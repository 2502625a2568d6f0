//! Lua code generator.
//!
//! Converts an AST back to Lua source code. Literals are printed with their
//! original spelling; parentheses are inserted wherever operator binding
//! requires them, so printing any tree yields source that parses back to the
//! same structure.

use crate::ast::*;
use crate::token::UNARY_PRECEDENCE;

/// Code generation options.
#[derive(Debug, Clone, Default)]
pub struct CodegenOptions {
    /// Minify output (no indentation, no optional whitespace).
    pub minify: bool,
    /// Indent string (default: four spaces).
    pub indent: Option<String>,
}

/// Precedence of atoms and suffixed expressions.
const ATOM_PRECEDENCE: u8 = 100;

/// The code generator.
pub struct Codegen<'a> {
    /// The AST to generate code from.
    ast: &'a Ast,
    /// Code generation options.
    options: CodegenOptions,
    /// Output buffer.
    output: String,
    /// Current indentation level.
    indent_level: usize,
    /// Indent string.
    indent_str: String,
}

————

→ **WORK TO BE COMPLETED**
Scan the preceding listing for lines that contain the word "crate". Give only how many there are.

→ **WORKED SOLUTION**
2